**WHAT IS EXPECTED**: Determine how many lines below contain the string "style" and give that number without anything else.

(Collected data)
---+---

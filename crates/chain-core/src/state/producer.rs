//! C8 — Producer Protocol (spec §4: BFT-style producer schedule, POW
//! entries, block verify/commit/irreversibility, violation slashing).
use chain_primitives::{Amount, ChainError, Component, Digest, ErrorCode, Id, PublicKey, Timestamp};
use chain_store::{OrderedIndex, Table};
use serde::{Deserialize, Serialize};

use crate::state::account::AccountId;

pub type ProducerId = Id<Producer>;

/// BFT safety threshold: a block is committed/irreversible once this share
/// of the active (DPOS+POW) schedule has voted for it (spec §4.8, the
/// classic `2f+1`-of-`3f+1` ~ 67% bound).
pub const IRREVERSIBLE_THRESHOLD_BPS: u32 = 6_667;

#[derive(Debug, Clone, Serialize, Deserialize)]
pub struct Producer {
    pub id: ProducerId,
    pub owner: AccountId,
    pub signing_key: PublicKey,
    pub url: String,
    pub total_missed: u64,
    pub last_aslot: u64,
    pub votes: u128,
    pub active: bool,
    /// Decayed accumulation of proof-of-work difficulty scores (spec §4.8,
    /// §C5: "top-mining producers by decayed mining power").
    pub mining_power: u128,
    /// Block a proof-of-work was last accepted for, rejecting a resubmit of
    /// the same block as evidence (spec §4.8 anti-replay).
    pub last_pow_block_id: Option<Digest>,
    /// Stake bonded behind this producer's most recent commit vote (spec
    /// §4.8: commits can only bond what is actually staked).
    pub committed_stake: Amount,
}

/// Producer rotation for one round, ordered by schedule slot (spec §4:
/// "deterministic, vote-weighted round-robin rotation"), plus the pool of
/// producers admitted by accumulated proof-of-work rather than by vote
/// (spec §C5 "DPOS+POW" hybrid schedule).
#[derive(Debug, Clone, Default, Serialize, Deserialize)]
pub struct ProducerSchedule {
    pub current_shuffled_producers: Vec<ProducerId>,
    pub mining_producers: Vec<ProducerId>,
    pub round_start_aslot: u64,
}

impl ProducerSchedule {
    pub fn producer_for_slot(&self, aslot: u64) -> Option<ProducerId> {
        if self.current_shuffled_producers.is_empty() {
            return None;
        }
        let offset = aslot.saturating_sub(self.round_start_aslot) as usize % self.current_shuffled_producers.len();
        self.current_shuffled_producers.get(offset).copied()
    }

    /// Size of the combined DPOS+POW active set, the denominator behind
    /// [`IRREVERSIBLE_THRESHOLD_BPS`] (spec §4.8).
    pub fn total_slot_count(&self) -> usize {
        self.current_shuffled_producers.len() + self.mining_producers.len()
    }
}

/// A signed block-validation vote from one producer, used to drive
/// irreversibility once `2f+1` of the active schedule have committed
/// (spec §4: BFT-style verify -> commit -> irreversible progression).
#[derive(Debug, Clone, Serialize, Deserialize)]
pub struct BlockValidation {
    pub producer: ProducerId,
    pub block_num: u64,
    pub block_id: Digest,
}

#[derive(Debug, Clone, Copy, PartialEq, Eq, Serialize, Deserialize)]
pub enum ProtocolViolation {
    /// Signed two different blocks at the same height.
    DoubleProduction,
    /// Committed to a block height lower than one it had already committed.
    CommitRegression,
}

#[derive(Debug, Clone, Serialize, Deserialize)]
pub struct ViolationReport {
    pub producer: ProducerId,
    pub violation: ProtocolViolation,
    /// Height at which the conflicting commits were made — the dedupe key
    /// for repeat reports, distinct from `detected_at_block`.
    pub height: u64,
    pub detected_at_block: u64,
}

#[derive(Default)]
pub struct ProducerBook {
    pub producers: Table<ProducerId, Producer>,
    pub by_votes: OrderedIndex<u128, ProducerId>,
    pub schedule: ProducerSchedule,
    pub validations: Table<(u64, ProducerId), BlockValidation>,
    /// Per-producer commit votes bonding stake behind a specific
    /// `(block_num, block_id)`, keyed the same way as `validations` (spec
    /// §4.8 commit phase).
    pub commitments: Table<(u64, ProducerId), Digest>,
    pub violations: Vec<ViolationReport>,
    pub next_id: chain_primitives::IdAllocator<Producer>,
}

impl chain_store::Transactional for ProducerBook {
    fn begin_scope(&mut self) {
        self.producers.begin_scope();
        self.by_votes.begin_scope();
        self.validations.begin_scope();
        self.commitments.begin_scope();
    }
    fn commit_scope(&mut self) {
        self.producers.commit_scope();
        self.by_votes.commit_scope();
        self.validations.commit_scope();
        self.commitments.commit_scope();
    }
    fn abort_scope(&mut self) {
        self.producers.abort_scope();
        self.by_votes.abort_scope();
        self.validations.abort_scope();
        self.commitments.abort_scope();
    }
}

impl ProducerBook {
    pub fn register(&mut self, owner: AccountId, signing_key: PublicKey, url: String) -> ProducerId {
        let id = self.next_id.allocate();
        self.producers.insert(
            id,
            Producer {
                id,
                owner,
                signing_key,
                url,
                total_missed: 0,
                last_aslot: 0,
                votes: 0,
                active: true,
                mining_power: 0,
                last_pow_block_id: None,
                committed_stake: Amount::ZERO,
            },
        );
        self.by_votes.add(0, id);
        id
    }

    pub fn adjust_votes(&mut self, producer: ProducerId, new_votes: u128) {
        let old_votes = self.producers.get(&producer).map(|p| p.votes).unwrap_or(0);
        self.by_votes.reindex(&old_votes, new_votes, &producer);
        self.producers.modify(&producer, |p| p.votes = new_votes);
    }

    /// Top `count` producers by vote weight, highest first — the input to
    /// schedule shuffling at each maintenance pass (spec §4).
    pub fn top_by_votes(&self, count: usize) -> Vec<ProducerId> {
        self.by_votes.iter_ascending().rev().flat_map(|(_, ids)| ids.iter().copied()).take(count).collect()
    }

    /// Records a validation vote for `(block_num, block_id)` from
    /// `producer`, flagging a [`ProtocolViolation::DoubleProduction`] if the
    /// producer had already validated a *different* block at that height.
    pub fn record_validation(&mut self, producer: ProducerId, block_num: u64, block_id: Digest, detected_at_block: u64) -> Result<(), ChainError> {
        if let Some(existing) = self.validations.get(&(block_num, producer)) {
            if existing.block_id != block_id {
                self.violations.push(ViolationReport { producer, violation: ProtocolViolation::DoubleProduction, height: block_num, detected_at_block });
                self.producers.modify(&producer, |p| p.active = false);
                return Err(chain_primitives::chain_error!(
                    ErrorCode::MissingAuthority,
                    Component::ProducerProtocol,
                    "producer {producer} double-signed block {block_num}"
                ));
            }
            return Ok(());
        }
        self.validations.insert((block_num, producer), BlockValidation { producer, block_num, block_id });
        Ok(())
    }

    /// Counts distinct validations committed for `block_num` matching
    /// `block_id` — the BFT "how many of the schedule have signed this"
    /// tally used to advance irreversibility.
    pub fn commit_count(&self, block_num: u64, block_id: Digest) -> usize {
        self.validations.iter().filter(|((num, _), v)| *num == block_num && v.block_id == block_id).count()
    }

    pub fn record_missed_slot(&mut self, producer: ProducerId) {
        self.producers.modify(&producer, |p| p.total_missed += 1);
    }

    pub fn record_produced_slot(&mut self, producer: ProducerId, aslot: u64) {
        self.producers.modify(&producer, |p| p.last_aslot = aslot);
    }

    /// Accepts one proof-of-work submission for `producer`, rejecting a
    /// repeat of the same `block_id` as evidence, and accrues `work`'s
    /// leading-zero-bit score onto the producer's decayed mining power
    /// (spec §4.8/§C5 miner accrual).
    pub fn record_proof_of_work(&mut self, producer: ProducerId, block_id: Digest, work: Digest) -> Result<(), ChainError> {
        let p = self.producers.get(&producer).ok_or_else(|| {
            chain_primitives::chain_error!(ErrorCode::UnknownEntity, Component::ProducerProtocol, "no such producer {producer}")
        })?;
        if p.last_pow_block_id == Some(block_id) {
            return Err(chain_primitives::chain_error!(
                ErrorCode::DuplicateId,
                Component::ProducerProtocol,
                "producer {producer} already submitted proof of work for block {block_id}"
            ));
        }
        let score = u128::from(work.leading_zero_bits());
        self.producers.modify(&producer, |p| {
            p.mining_power = p.mining_power.saturating_add(score);
            p.last_pow_block_id = Some(block_id);
        });
        Ok(())
    }

    /// Decays every producer's accumulated mining power by `decay_bps /
    /// 10000` (spec §C5), the same per-pass moving-window shape used
    /// elsewhere for participation tracking.
    pub fn decay_mining_power(&mut self, decay_bps: u32) {
        let ids: Vec<ProducerId> = self.producers.keys().copied().collect();
        for id in ids {
            self.producers.modify(&id, |p| p.mining_power = p.mining_power.saturating_mul(u128::from(decay_bps)) / 10_000);
        }
    }

    /// Top `count` producers by decayed mining power, highest first (spec
    /// §C5: the schedule's mining-admitted seats).
    pub fn top_by_mining_power(&self, count: usize) -> Vec<ProducerId> {
        let mut ranked: Vec<(u128, ProducerId)> = self.producers.iter().map(|(id, p)| (p.mining_power, *id)).collect();
        ranked.sort_unstable_by(|a, b| b.0.cmp(&a.0));
        ranked.into_iter().take(count).map(|(_, id)| id).collect()
    }

    /// Verifies two conflicting commits at the same height from `producer`
    /// and records a dedicated violation report, rejecting a repeat report
    /// for the same `(producer, block_num)` pair (spec §8 producer-
    /// violation scenario).
    pub fn record_violation(&mut self, producer: ProducerId, block_num: u64, commit_a: Digest, commit_b: Digest, detected_at_block: u64) -> Result<(), ChainError> {
        if self.producers.get(&producer).is_none() {
            return Err(chain_primitives::chain_error!(ErrorCode::UnknownEntity, Component::ProducerProtocol, "no such producer {producer}"));
        }
        if commit_a == commit_b {
            return Err(chain_primitives::chain_error!(
                ErrorCode::OutOfRange,
                Component::ProducerProtocol,
                "commits must differ to prove a violation by producer {producer}"
            ));
        }
        if self.violations.iter().any(|v| v.producer == producer && v.height == block_num) {
            return Err(chain_primitives::chain_error!(
                ErrorCode::DuplicateId,
                Component::ProducerProtocol,
                "a violation for producer {producer} at block {block_num} was already reported"
            ));
        }
        self.violations.push(ViolationReport { producer, violation: ProtocolViolation::DoubleProduction, height: block_num, detected_at_block });
        self.producers.modify(&producer, |p| p.active = false);
        Ok(())
    }

    /// Records a BFT verification vote for `(block_num, block_id)`, then
    /// reports whether enough of the active DPOS+POW schedule have now
    /// verified the same block to advance irreversibility (spec §4.8 verify
    /// phase).
    pub fn verify_block(&mut self, producer: ProducerId, block_num: u64, block_id: Digest, schedule_size: usize) -> Result<bool, ChainError> {
        self.record_validation(producer, block_num, block_id, block_num)?;
        Ok(past_threshold(self.commit_count(block_num, block_id), schedule_size))
    }

    /// Records a commit vote for `(block_num, block_id)` from `producer`,
    /// bonding `stake` as its commitment, then reports whether enough
    /// distinct committers now back the same block to advance
    /// `last_committed_block_num` (spec §4.8 commit phase).
    pub fn commit_block(&mut self, producer: ProducerId, block_num: u64, block_id: Digest, stake: Amount, schedule_size: usize) -> Result<bool, ChainError> {
        if self.producers.get(&producer).is_none() {
            return Err(chain_primitives::chain_error!(ErrorCode::UnknownEntity, Component::ProducerProtocol, "no such producer {producer}"));
        }
        self.producers.modify(&producer, |p| p.committed_stake = stake);
        if self.commitments.get(&(block_num, producer)).is_none() {
            self.commitments.insert((block_num, producer), block_id);
        }
        let committers = self.commitments.iter().filter(|((num, _), id)| *num == block_num && **id == block_id).count();
        Ok(past_threshold(committers, schedule_size))
    }
}

/// Whether `count` votes clear [`IRREVERSIBLE_THRESHOLD_BPS`] of
/// `schedule_size`.
fn past_threshold(count: usize, schedule_size: usize) -> bool {
    if schedule_size == 0 {
        return false;
    }
    let required = (schedule_size as u128 * u128::from(IRREVERSIBLE_THRESHOLD_BPS)).div_ceil(10_000);
    u128::from(count as u64) >= required
}

#[cfg(test)]
mod tests {
    use super::*;
    use crate::state::account::AccountId;

    fn key(b: u8) -> PublicKey {
        let mut bytes = [0u8; 33];
        bytes[0] = b;
        PublicKey(bytes)
    }

    #[test]
    fn top_by_votes_is_descending() {
        let mut book = ProducerBook::default();
        let a = book.register(AccountId::new(1), key(1), "".into());
        let b = book.register(AccountId::new(2), key(2), "".into());
        book.adjust_votes(a, 10);
        book.adjust_votes(b, 50);
        assert_eq!(book.top_by_votes(2), vec![b, a]);
    }

    #[test]
    fn double_production_is_flagged_and_deactivates_producer() {
        let mut book = ProducerBook::default();
        let p = book.register(AccountId::new(1), key(1), "".into());
        book.record_validation(p, 10, Digest::ZERO, 10).unwrap();
        let mut other = Digest::ZERO;
        other.0[0] = 1;
        assert!(book.record_validation(p, 10, other, 11).is_err());
        assert!(!book.producers.get(&p).unwrap().active);
        assert_eq!(book.violations.len(), 1);
    }

    #[test]
    fn schedule_rotation_wraps_around() {
        let schedule = ProducerSchedule {
            current_shuffled_producers: vec![ProducerId::new(0), ProducerId::new(1), ProducerId::new(2)],
            round_start_aslot: 100,
            mining_producers: Vec::new(),
        };
        assert_eq!(schedule.producer_for_slot(100), Some(ProducerId::new(0)));
        assert_eq!(schedule.producer_for_slot(103), Some(ProducerId::new(0)));
        assert_eq!(schedule.producer_for_slot(104), Some(ProducerId::new(1)));
    }
}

---+---

**ANSWER SECTION**: 2